▶ TASK INSTRUCTIONS: Return every line from the records below in which the word "Connection" is found.

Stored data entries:

◇ ◇ ◇ ◇ ◇ ◇ ◇

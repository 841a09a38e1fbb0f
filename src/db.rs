use anyhow::Context;
use rusqlite::Connection;
use std::path::Path;

pub const DB_FILE_NAME: &str = "attendance.sqlite3";

pub fn open_db(workspace: &Path) -> anyhow::Result<Connection> {
    std::fs::create_dir_all(workspace).with_context(|| {
        format!("failed to create workspace {}", workspace.to_string_lossy())
    })?;
    let db_path = workspace.join(DB_FILE_NAME);
    let conn = Connection::open(&db_path)
        .with_context(|| format!("failed to open database {}", db_path.to_string_lossy()))?;
    init_schema(&conn).context("failed to initialize schema")?;
    Ok(conn)
}

pub fn init_schema(conn: &Connection) -> rusqlite::Result<()> {
    conn.execute(
        "CREATE TABLE IF NOT EXISTS lessons(
            id INTEGER PRIMARY KEY AUTOINCREMENT,
            name TEXT NOT NULL UNIQUE,
            weekday TEXT NOT NULL,
            period TEXT NOT NULL,
            begin_date TEXT NOT NULL,
            end_date TEXT NOT NULL
        )",
        [],
    )?;

    // No uniqueness here: the log tolerates repeated finalization of the same period.
    conn.execute(
        "CREATE TABLE IF NOT EXISTS submissions(
            id INTEGER PRIMARY KEY AUTOINCREMENT,
            date TEXT NOT NULL,
            lesson TEXT NOT NULL,
            weekday TEXT NOT NULL,
            period TEXT NOT NULL,
            student_id TEXT NOT NULL,
            status TEXT NOT NULL
        )",
        [],
    )?;
    conn.execute(
        "CREATE INDEX IF NOT EXISTS idx_submissions_date_lesson ON submissions(date, lesson)",
        [],
    )?;

    conn.execute(
        "CREATE TABLE IF NOT EXISTS students(
            student_id TEXT PRIMARY KEY,
            sort_order INTEGER NOT NULL
        )",
        [],
    )?;
    conn.execute(
        "CREATE INDEX IF NOT EXISTS idx_students_sort ON students(sort_order)",
        [],
    )?;

    Ok(())
}

pub fn table_has_column(conn: &Connection, table: &str, column: &str) -> rusqlite::Result<bool> {
    let sql = format!("PRAGMA table_info({})", table);
    let mut stmt = conn.prepare(&sql)?;
    let mut rows = stmt.query([])?;
    while let Some(row) = rows.next()? {
        let name: String = row.get(1)?;
        if name == column {
            return Ok(true);
        }
    }
    Ok(false)
}

pub fn table_exists(conn: &Connection, table: &str) -> rusqlite::Result<bool> {
    let count: i64 = conn.query_row(
        "SELECT COUNT(*) FROM sqlite_master WHERE type = 'table' AND name = ?",
        [table],
        |r| r.get(0),
    )?;
    Ok(count > 0)
}

#[cfg(test)]
pub fn open_memory() -> Connection {
    let conn = Connection::open_in_memory().expect("open in-memory db");
    init_schema(&conn).expect("init schema");
    conn
}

◇ ◇ ◇ ◇ ◇ ◇ ◇

▶ YOUR RESPONSE:
use rusqlite::Connection;
pub fn open_db(workspace: &Path) -> anyhow::Result<Connection> {
    let conn = Connection::open(&db_path)
pub fn init_schema(conn: &Connection) -> rusqlite::Result<()> {
pub fn table_has_column(conn: &Connection, table: &str, column: &str) -> rusqlite::Result<bool> {
pub fn table_exists(conn: &Connection, table: &str) -> rusqlite::Result<bool> {
pub fn open_memory() -> Connection {
    let conn = Connection::open_in_memory().expect("open in-memory db");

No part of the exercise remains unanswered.